Cleveland Clinic Professional Autism Training Program

CLEVELAND – Nearly half of 25-year-olds with autism have never held paid employment, according to autism speaks.

But research shows that jobs that encourage independence can help reduce autism symptoms.

A program at Cleveland Clinic works to prepare students with autism for the job market.

Five days a week, Jack Cummings is at work.

“I need help,” he told his coach.

The 15-year-old loves going to work at the Cleveland Clinic and his job coach is there every step of the way.

His main duties are to pick up and deliver mail and research materials to doctors at the Heart Institute.

“He did phenomenal things. He loves it,” Courtney Gebura said.

She is the Lerner School for the Autism Transition Coordinator.

He navigates the large main campus to make sure the right person gets the right mail. He also does some office work.

“I think Jack really benefits from this routine and knowing that he’s doing something that means something to him and it’s good for the department he works for,” Gebura said.

He began the unpaid internship in September as part of the professional training program at the Lerner School for Autism.

“He has to communicate. He has to work on those soft skills of saying sorry if he passes someone, navigating an elevator,” Gebura said. “He’s definitely made leaps and bounds and I know his parents are really proud of his progress.”

Jack has been dating Lerner since he was a nonverbal four-year-old.

“When he arrived I know he had language issues and also eating, behavioral issues. So those are things that, you know, watch Jack progress over the years and as he gets older and becomes that young adult,” Gebura said.

The training provides hands-on work experience for students with autism.

There are approximately 20 students, including Jack, in the program currently working at nine different community employment sites, both on and off the Cleveland Clinic campus.

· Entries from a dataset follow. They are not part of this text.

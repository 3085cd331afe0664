//! Display and parsing helpers for money and calendar dates.
//!
//! Amounts are shown in the Brazilian convention (`R$ 1.234,50`) and typed by
//! users with either a decimal comma or a decimal point.

use chrono::NaiveDate;
use rust_decimal::{Decimal, RoundingStrategy};
use std::str::FromStr;
use thiserror::Error;

pub const CURRENCY_PREFIX: &str = "R$";

/// Accepted manual date layouts, tried in order.
const DATE_FORMATS: [&str; 3] = ["%d/%m/%Y", "%d-%m-%Y", "%Y-%m-%d"];

#[derive(Debug, Error, Clone, PartialEq, Eq)]
pub enum ParseError {
    #[error("`{0}` is not a number")]
    InvalidAmount(String),
    #[error("amount must be greater than zero")]
    NonPositiveAmount,
    #[error("amount exceeds the largest storable value")]
    AmountTooLarge,
    #[error("`{0}` is not a date in a supported format")]
    InvalidFormat(String),
}

/// Renders `amount` as `R$ 1.234,50`: two decimals, `.` between thousands, `,` before cents.
pub fn format_currency(amount: Decimal) -> String {
    let rounded = amount.round_dp_with_strategy(2, RoundingStrategy::MidpointAwayFromZero);
    let sign = if rounded.is_sign_negative() && !rounded.is_zero() {
        "-"
    } else {
        ""
    };
    // `{:.2}` on the absolute value always yields `<digits>.<two digits>`.
    let plain = format!("{:.2}", rounded.abs());
    let (int_part, cents) = plain.split_once('.').unwrap_or((plain.as_str(), "00"));

    let digits: Vec<char> = int_part.chars().collect();
    let mut grouped = String::with_capacity(digits.len() + digits.len() / 3);
    for (i, ch) in digits.iter().enumerate() {
        if i > 0 && (digits.len() - i) % 3 == 0 {
            grouped.push('.');
        }
        grouped.push(*ch);
    }
    format!("{CURRENCY_PREFIX} {sign}{grouped},{cents}")
}

/// Largest amount the `NUMERIC(12, 2)` column holds.
pub fn max_amount() -> Decimal {
    Decimal::new(999_999_999_999, 2)
}

/// Parses a user-typed amount such as `15,90` or `15.90`.
/// The result is rounded to cents, strictly positive and at most [`max_amount`].
pub fn parse_amount(text: &str) -> Result<Decimal, ParseError> {
    let normalized = text.trim().replace(',', ".");
    let value = Decimal::from_str(&normalized)
        .map_err(|_| ParseError::InvalidAmount(text.trim().to_string()))?
        .round_dp_with_strategy(2, RoundingStrategy::MidpointAwayFromZero);
    if value <= Decimal::ZERO {
        return Err(ParseError::NonPositiveAmount);
    }
    if value > max_amount() {
        return Err(ParseError::AmountTooLarge);
    }
    Ok(value)
}

/// Parses `dd/mm/yyyy`, `dd-mm-yyyy` or `yyyy-mm-dd`; the first layout that fits wins.
pub fn parse_date_flexible(text: &str) -> Result<NaiveDate, ParseError> {
    let trimmed = text.trim();
    DATE_FORMATS
        .iter()
        .find_map(|fmt| NaiveDate::parse_from_str(trimmed, fmt).ok())
        .ok_or_else(|| ParseError::InvalidFormat(trimmed.to_string()))
}

/// `05/03` style label used in report headers.
pub fn short_date(date: NaiveDate) -> String {
    date.format("%d/%m").to_string()
}

#[cfg(test)]
mod tests {
    use super::*;

    fn dec(s: &str) -> Decimal {
        Decimal::from_str(s).unwrap()
    }

    #[test]
    fn currency_groups_thousands() {
        assert_eq!(format_currency(dec("1234.5")), "R$ 1.234,50");
        assert_eq!(format_currency(dec("1234567.891")), "R$ 1.234.567,89");
        assert_eq!(format_currency(dec("999")), "R$ 999,00");
        assert_eq!(format_currency(Decimal::ZERO), "R$ 0,00");
    }

    #[test]
    fn currency_keeps_sign() {
        assert_eq!(format_currency(dec("-1500")), "R$ -1.500,00");
    }

    #[test]
    fn amount_rejects_zero_and_text() {
        assert_eq!(parse_amount("0"), Err(ParseError::NonPositiveAmount));
        assert_eq!(parse_amount("-3,00"), Err(ParseError::NonPositiveAmount));
        assert!(matches!(parse_amount("abc"), Err(ParseError::InvalidAmount(_))));
        assert!(matches!(parse_amount(""), Err(ParseError::InvalidAmount(_))));
    }

    #[test]
    fn amount_must_fit_the_column() {
        assert_eq!(parse_amount("9999999999,99"), Ok(dec("9999999999.99")));
        assert_eq!(parse_amount("10000000000"), Err(ParseError::AmountTooLarge));
        assert_eq!(parse_amount("9999999999.995"), Err(ParseError::AmountTooLarge));
    }
}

“It’s more or less about giving students this authentic experience of what it’s like to be on the job, the responsibilities,” Gebura said.

Gebura said the program has grown a lot since its launch 16 years ago.

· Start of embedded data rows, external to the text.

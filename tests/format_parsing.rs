use chrono::NaiveDate;
use guarda_din_bot::format::{ParseError, format_currency, parse_amount, parse_date_flexible};
use rust_decimal::Decimal;

#[test]
fn comma_and_point_amounts_are_equal() {
    assert_eq!(parse_amount("15,90"), parse_amount("15.90"));
    assert_eq!(parse_amount(" 15,90 "), Ok(Decimal::new(1590, 2)));
}

#[test]
fn amounts_are_rounded_to_cents() {
    assert_eq!(parse_amount("10.005"), Ok(Decimal::new(1001, 2)));
    assert_eq!(parse_amount("0.004"), Err(ParseError::NonPositiveAmount));
}

#[test]
fn amounts_beyond_the_column_are_refused() {
    assert_eq!(parse_amount("9999999999,99"), Ok(Decimal::new(999_999_999_999, 2)));
    assert_eq!(parse_amount("10000000000"), Err(ParseError::AmountTooLarge));
}

#[test]
fn non_numbers_are_invalid() {
    assert!(matches!(parse_amount("dez"), Err(ParseError::InvalidAmount(_))));
    assert!(matches!(parse_amount(""), Err(ParseError::InvalidAmount(_))));
}

#[test]
fn three_date_layouts_are_accepted() {
    let day = NaiveDate::from_ymd_opt(2024, 3, 5).unwrap();
    assert_eq!(parse_date_flexible("05/03/2024"), Ok(day));
    assert_eq!(parse_date_flexible("05-03-2024"), Ok(day));
    assert_eq!(parse_date_flexible("2024-03-05"), Ok(day));
}

#[test]
fn other_dates_are_invalid_format() {
    assert!(matches!(
        parse_date_flexible("03/2024"),
        Err(ParseError::InvalidFormat(_))
    ));
    assert!(matches!(
        parse_date_flexible("30/02/2024"),
        Err(ParseError::InvalidFormat(_))
    ));
}

#[test]
fn currency_uses_brazilian_grouping() {
    assert_eq!(format_currency(Decimal::new(12345, 1)), "R$ 1.234,50");
    assert_eq!(format_currency(Decimal::new(5, 1)), "R$ 0,50");
    assert_eq!(format_currency(Decimal::new(123456789, 2)), "R$ 1.234.567,89");
}
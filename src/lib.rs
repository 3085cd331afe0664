// Library entry so integration tests can reference internal modules.
// Re-exports the same modules used by the binary (`main.rs`).
pub mod commands;
pub mod config;
pub mod constants;
pub mod database;
pub mod flow;
pub mod format;
pub mod handler;
pub mod interactions;
pub mod model;
pub mod report;
pub mod ui;

pub use model::AppState;
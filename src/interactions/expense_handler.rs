//! Handles button presses for the capture (`exp_*`) and report (`rep_*`) flows.

use super::ids::parse_selection;
use super::util::{Origin, defer_component, deliver, notify_component};
use crate::AppState;
use crate::flow::Dispatch;
use serenity::model::application::ComponentInteraction;
use serenity::prelude::Context;
use std::sync::Arc;

pub const STALE_TITLE: &str = "Opção indisponível";
pub const STALE_TEXT: &str = "Esta opção não está mais disponível.";
pub const NO_SESSION_TEXT: &str =
    "Nenhuma operação em andamento. Use novo ou consultar para começar.";

#[tracing::instrument(level="debug", skip(ctx, component, app_state), fields(user_id = component.user.id.get(), cid = %component.data.custom_id))]
pub async fn handle(ctx: &Context, component: &ComponentInteraction, app_state: Arc<AppState>) {
    defer_component(ctx, component).await;

    let Some(selection) = parse_selection(&component.data.custom_id) else {
        notify_component(ctx, component, STALE_TITLE, STALE_TEXT).await;
        return;
    };

    let user_id = component.user.id.get();
    let flow_ctx = app_state.flow_context(user_id);
    let dispatch = app_state
        .conversations
        .dispatch_selection(user_id, component.message.id.get(), selection, &flow_ctx)
        .await;

    match dispatch {
        Dispatch::Replied { replies, .. } => {
            deliver(ctx, &app_state, Origin::Component(component), replies).await;
        }
        Dispatch::NoSession => {
            notify_component(ctx, component, STALE_TITLE, NO_SESSION_TEXT).await;
        }
        Dispatch::Stale | Dispatch::Ignored => {
            notify_component(ctx, component, STALE_TITLE, STALE_TEXT).await;
        }
    }
}
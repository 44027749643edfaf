use axum::{
    http::StatusCode,
    response::{IntoResponse, Response},
};
use dioxus_logger::tracing;
use thiserror::Error;

use crate::server::error::error_response;

#[derive(Error, Debug)]
pub enum LeagueError {
    #[error("No season found for year {0}")]
    SeasonNotFound(i32),
    #[error("No team found with ID {0}")]
    TeamNotFound(i32),
    #[error("No team alias found with ID {0}")]
    AliasNotFound(i32),
    #[error("No team found for alias {0:?}")]
    UnknownAlias(String),
    #[error("Team name {0:?} is already in use")]
    TeamNameTaken(String),
    #[error("Team alias {0:?} is already in use")]
    AliasTaken(String),
}

impl IntoResponse for LeagueError {
    fn into_response(self) -> Response {
        tracing::debug!("{}", self);

        match self {
            Self::SeasonNotFound(_) => error_response(StatusCode::NOT_FOUND, "Season not found"),
            Self::TeamNotFound(_) => error_response(StatusCode::NOT_FOUND, "Team not found"),
            Self::AliasNotFound(_) | Self::UnknownAlias(_) => {
                error_response(StatusCode::NOT_FOUND, "Alias not found")
            }
            Self::TeamNameTaken(_) | Self::AliasTaken(_) => {
                error_response(StatusCode::CONFLICT, self.to_string())
            }
        }
    }
}
use almanac::server::{
    config::Config, model::app::AppState, router, startup, util::token::TokenVerifier,
};
use dioxus_logger::tracing::{self, Level};

#[tokio::main]
async fn main() {
    dotenvy::dotenv().ok();
    let config = match Config::from_env() {
        Ok(config) => config,
        Err(e) => {
            eprintln!("Configuration error: {}", e);
            std::process::exit(1);
        }
    };

    if let Err(e) = dioxus_logger::init(Level::INFO) {
        eprintln!("Failed to initialize logger: {}", e);
    }

    if let Err(e) = run(config).await {
        tracing::error!("Server exited with error: {}", e);
        std::process::exit(1);
    }
}

async fn run(config: Config) -> Result<(), Box<dyn std::error::Error>> {
    let db = startup::connect_to_database(&config).await?;
    let storage = startup::build_photo_storage(&config).await?;
    let token_verifier = TokenVerifier::new(&config.auth_jwt_secret);

    let app = router::routes().with_state(AppState {
        db,
        storage,
        token_verifier,
    });

    let listener = tokio::net::TcpListener::bind(config.bind_address).await?;

    tracing::info!("Starting server on {}", config.bind_address);

    axum::serve(listener, app).await?;

    Ok(())
}
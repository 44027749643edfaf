//! Bearer token verification.
//!
//! Tokens are HS256-signed by the managed auth backend and carry the signed-in user's email.
//! Verifying a token only proves who the caller is; whether they may act as a league owner
//! is decided by the owner service.

use jsonwebtoken::{decode, Algorithm, DecodingKey, Validation};
use serde::Deserialize;

use crate::server::error::auth::AuthError;

/// Claims read from a verified bearer token.
#[derive(Debug, Clone, Deserialize)]
pub struct BearerClaims {
    /// Email of the signed-in user
    pub email: String,
    /// Expiration time (Unix timestamp)
    pub exp: u64,
}

/// Verifies bearer tokens against the shared HS256 secret.
#[derive(Clone)]
pub struct TokenVerifier {
    decoding_key: DecodingKey,
    validation: Validation,
}

impl TokenVerifier {
    pub fn new(secret: &str) -> Self {
        let mut validation = Validation::new(Algorithm::HS256);
        // Tokens are issued for the whole site rather than a specific audience
        validation.validate_aud = false;
        validation.set_required_spec_claims(&["exp"]);

        Self {
            decoding_key: DecodingKey::from_secret(secret.as_bytes()),
            validation,
        }
    }

    /// Verifies the signature and expiry of `token` and returns its claims.
    ///
    /// # Returns
    /// - `Ok(BearerClaims)` - Token is valid
    /// - `Err(AuthError::InvalidCredential)` - Bad signature, expired, or missing claims
    pub fn verify(&self, token: &str) -> Result<BearerClaims, AuthError> {
        let data = decode::<BearerClaims>(token, &self.decoding_key, &self.validation)?;

        Ok(data.claims)
    }
}

/// Extracts the token from an `Authorization: Bearer <token>` header value.
pub fn extract_bearer(header_value: &str) -> Option<&str> {
    header_value
        .strip_prefix("Bearer ")
        .map(str::trim)
        .filter(|token| !token.is_empty())
}

#[cfg(test)]
mod tests {
    use almanac_test_utils::prelude::*;

    use super::{extract_bearer, TokenVerifier};
    use crate::server::error::auth::AuthError;

    /// Expect the email claim of a valid token
    #[test]
    fn verifies_valid_token() -> Result<(), TestError> {
        let token = issue_test_token("coach@example.com")?;

        let verifier = TokenVerifier::new(TEST_JWT_SECRET);
        let claims = verifier.verify(&token);

        assert!(matches!(claims, Ok(c) if c.email == "coach@example.com"));

        Ok(())
    }

    /// Expect InvalidCredential for an expired token
    #[test]
    fn rejects_expired_token() -> Result<(), TestError> {
        let token = issue_expired_test_token("coach@example.com")?;

        let verifier = TokenVerifier::new(TEST_JWT_SECRET);
        let result = verifier.verify(&token);

        assert!(matches!(result, Err(AuthError::InvalidCredential(_))));

        Ok(())
    }

    /// Expect InvalidCredential for a token signed with another secret
    #[test]
    fn rejects_token_with_wrong_secret() -> Result<(), TestError> {
        let token = issue_test_token("coach@example.com")?;

        let verifier = TokenVerifier::new("a-completely-different-secret-value-0000");
        let result = verifier.verify(&token);

        assert!(matches!(result, Err(AuthError::InvalidCredential(_))));

        Ok(())
    }

    #[test]
    fn extracts_bearer_token() {
        assert_eq!(extract_bearer("Bearer abc.def"), Some("abc.def"));
        assert_eq!(extract_bearer("Bearer "), None);
        assert_eq!(extract_bearer("Basic abc"), None);
    }
}
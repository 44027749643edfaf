//! Photo object storage.
//!
//! Photos are stored under opaque keys of the form `drafts/<year>/<uuid>.<ext>`. Storage only
//! holds the bytes; photo metadata lives in the database and references objects by key.

pub mod filesystem;
pub mod key;
pub mod memory;

use async_trait::async_trait;

pub use filesystem::FilesystemPhotoStorage;
pub use memory::MemoryPhotoStorage;

/// Backend holding photo objects.
#[async_trait]
pub trait PhotoStorage: Send + Sync + 'static {
    /// Writes an object, replacing any existing object under the same key.
    async fn put(&self, key: &str, bytes: Vec<u8>) -> Result<(), std::io::Error>;

    /// Reads an object, `Ok(None)` if nothing is stored under `key`.
    async fn get(&self, key: &str) -> Result<Option<Vec<u8>>, std::io::Error>;

    /// Removes an object. Removing a key that holds nothing succeeds.
    async fn delete(&self, key: &str) -> Result<(), std::io::Error>;

    /// URL clients use to view the object.
    fn view_url(&self, key: &str) -> String;
}
use serde::{Deserialize, Serialize};
use utoipa::ToSchema;

/// The response when an error occurs with an API request
#[derive(Serialize, Deserialize, ToSchema)]
pub struct ErrorDto {
    /// The error message
    pub error: String,
}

In some cases, business partners hire students after the internship.

“It’s so important for our students to be in work and learn these skills so they can keep them and then either get a job after graduation or generalize those skills to a different environment,” said Gebura.

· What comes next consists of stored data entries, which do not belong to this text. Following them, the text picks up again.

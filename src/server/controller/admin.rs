use axum::{
    extract::{Path, State},
    http::{HeaderMap, StatusCode},
    response::IntoResponse,
    Json,
};
use dioxus_logger::tracing;

use crate::{
    model::{
        api::ErrorDto,
        team::{CreateTeamAliasDto, TeamAliasDto, TeamDto, UpdateTeamDto},
    },
    server::{
        controller::util::get_owner::get_admin, error::Error, model::app::AppState,
        service::team::TeamService,
    },
};

pub static ADMIN_TAG: &str = "admin";

/// Update team metadata
///
/// Omitted fields are left untouched. Requires an admin bearer token.
#[utoipa::path(
    put,
    path = "/api/admin/teams/{id}",
    tag = ADMIN_TAG,
    params(("id" = i32, Path, description = "Team ID")),
    request_body = UpdateTeamDto,
    responses(
        (status = 200, description = "Team updated", body = TeamDto),
        (status = 401, description = "Missing or invalid bearer token", body = ErrorDto),
        (status = 403, description = "Admin access required", body = ErrorDto),
        (status = 404, description = "Team not found", body = ErrorDto),
        (status = 409, description = "Team name already in use", body = ErrorDto),
        (status = 500, description = "Internal server error", body = ErrorDto)
    ),
)]
pub async fn update_team(
    State(state): State<AppState>,
    headers: HeaderMap,
    Path(team_id): Path<i32>,
    Json(changes): Json<UpdateTeamDto>,
) -> Result<impl IntoResponse, Error> {
    let admin = get_admin(&state, &headers).await?;

    let team = TeamService::new(&state.db)
        .update_team(team_id, changes)
        .await?;

    tracing::info!("Admin owner ID {} updated team ID {}", admin.owner_id, team_id);

    Ok((StatusCode::OK, Json(team)))
}

/// Record a historical name for a team
#[utoipa::path(
    post,
    path = "/api/admin/team-aliases",
    tag = ADMIN_TAG,
    request_body = CreateTeamAliasDto,
    responses(
        (status = 201, description = "Alias created", body = TeamAliasDto),
        (status = 401, description = "Missing or invalid bearer token", body = ErrorDto),
        (status = 403, description = "Admin access required", body = ErrorDto),
        (status = 404, description = "Team not found", body = ErrorDto),
        (status = 409, description = "Alias already in use", body = ErrorDto),
        (status = 500, description = "Internal server error", body = ErrorDto)
    ),
)]
pub async fn create_team_alias(
    State(state): State<AppState>,
    headers: HeaderMap,
    Json(new_alias): Json<CreateTeamAliasDto>,
) -> Result<impl IntoResponse, Error> {
    get_admin(&state, &headers).await?;

    let alias = TeamService::new(&state.db).create_alias(new_alias).await?;

    Ok((StatusCode::CREATED, Json(alias)))
}

#[utoipa::path(
    delete,
    path = "/api/admin/team-aliases/{id}",
    tag = ADMIN_TAG,
    params(("id" = i32, Path, description = "Team alias ID")),
    responses(
        (status = 204, description = "Alias deleted"),
        (status = 401, description = "Missing or invalid bearer token", body = ErrorDto),
        (status = 403, description = "Admin access required", body = ErrorDto),
        (status = 404, description = "Alias not found", body = ErrorDto),
        (status = 500, description = "Internal server error", body = ErrorDto)
    ),
)]
pub async fn delete_team_alias(
    State(state): State<AppState>,
    headers: HeaderMap,
    Path(alias_id): Path<i32>,
) -> Result<impl IntoResponse, Error> {
    get_admin(&state, &headers).await?;

    TeamService::new(&state.db).delete_alias(alias_id).await?;

    Ok(StatusCode::NO_CONTENT)
}
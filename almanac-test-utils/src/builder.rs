//! Declarative test builder.
//!
//! Tables are queued while chaining and created in a single pass by `build()`.

use sea_orm::{sea_query::TableCreateStatement, EntityTrait, Schema};

use crate::{error::TestError, TestContext};

/// Builder for declarative test initialization.
pub struct TestBuilder {
    tables: Vec<TableCreateStatement>,
    include_league_tables: bool,
}

impl TestBuilder {
    /// Create a new TestBuilder with no tables configured.
    pub fn new() -> Self {
        Self {
            tables: Vec::new(),
            include_league_tables: false,
        }
    }

    /// Add every league table to the test database.
    ///
    /// Creates Team, TeamAlias, TeamLineage, DraftLocation, Season, DraftPosition,
    /// ApprovedOwner and DraftPhoto in dependency order.
    ///
    /// # Returns
    /// - `Self` - The builder instance for method chaining
    pub fn with_league_tables(mut self) -> Self {
        self.include_league_tables = true;
        self
    }

    /// Add a single entity table to the test database.
    ///
    /// Chain multiple calls to add multiple tables; they are created in call order after
    /// the league tables.
    ///
    /// # Arguments
    /// - `entity` - Entity type implementing `EntityTrait`
    ///
    /// # Returns
    /// - `Self` - The builder instance for method chaining
    pub fn with_table<E: EntityTrait>(mut self, entity: E) -> Self {
        let schema = Schema::new(sea_orm::DbBackend::Sqlite);
        self.tables.push(schema.create_table_from_entity(entity));
        self
    }

    /// Build the test context, creating all configured tables.
    ///
    /// # Returns
    /// - `Ok(TestContext)` - Test environment ready for use
    /// - `Err(TestError::DbErr)` - Connection or table creation failed
    pub async fn build(self) -> Result<TestContext, TestError> {
        let context = TestContext::new().await?;

        let mut all_tables = Vec::new();

        if self.include_league_tables {
            let schema = Schema::new(sea_orm::DbBackend::Sqlite);
            all_tables.extend(vec![
                schema.create_table_from_entity(entity::prelude::Team),
                schema.create_table_from_entity(entity::prelude::TeamAlias),
                schema.create_table_from_entity(entity::prelude::TeamLineage),
                schema.create_table_from_entity(entity::prelude::DraftLocation),
                schema.create_table_from_entity(entity::prelude::Season),
                schema.create_table_from_entity(entity::prelude::DraftPosition),
                schema.create_table_from_entity(entity::prelude::ApprovedOwner),
                schema.create_table_from_entity(entity::prelude::DraftPhoto),
            ]);
        }

        all_tables.extend(self.tables);
        context.with_tables(all_tables).await?;

        Ok(context)
    }
}

impl Default for TestBuilder {
    fn default() -> Self {
        Self::new()
    }
}
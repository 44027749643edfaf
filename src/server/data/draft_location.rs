use sea_orm::{ConnectionTrait, DbErr, EntityTrait, QueryOrder};

use crate::server::model::db::DraftLocationModel;

pub struct DraftLocationRepository<'a, C: ConnectionTrait> {
    db: &'a C,
}

impl<'a, C: ConnectionTrait> DraftLocationRepository<'a, C> {
    /// Creates a new instance of [`DraftLocationRepository`]
    pub fn new(db: &'a C) -> Self {
        Self { db }
    }

    /// Gets every draft location ordered by city
    pub async fn get_all(&self) -> Result<Vec<DraftLocationModel>, DbErr> {
        entity::prelude::DraftLocation::find()
            .order_by_asc(entity::draft_location::Column::City)
            .all(self.db)
            .await
    }
}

It helps teens and young adults identify their career goals and interests while developing their skills so they can be ready to join the workforce after graduation.

“To give them, again, that purpose and to be able to have a structure and a place where they feel like they belong,” Gebura said.

Cleveland Clinic officials said that after school, about 50% of young adults with autism don’t work for pay, and those who do tend to work in low-wage, part-time jobs.

According to the Cleveland Clinic, work experience has been shown to be the most important predictor of career success after high school for students with disabilities and that is what this program aims to provide.

“It’s so important for families to know their child’s abilities and know that they are capable,” she said.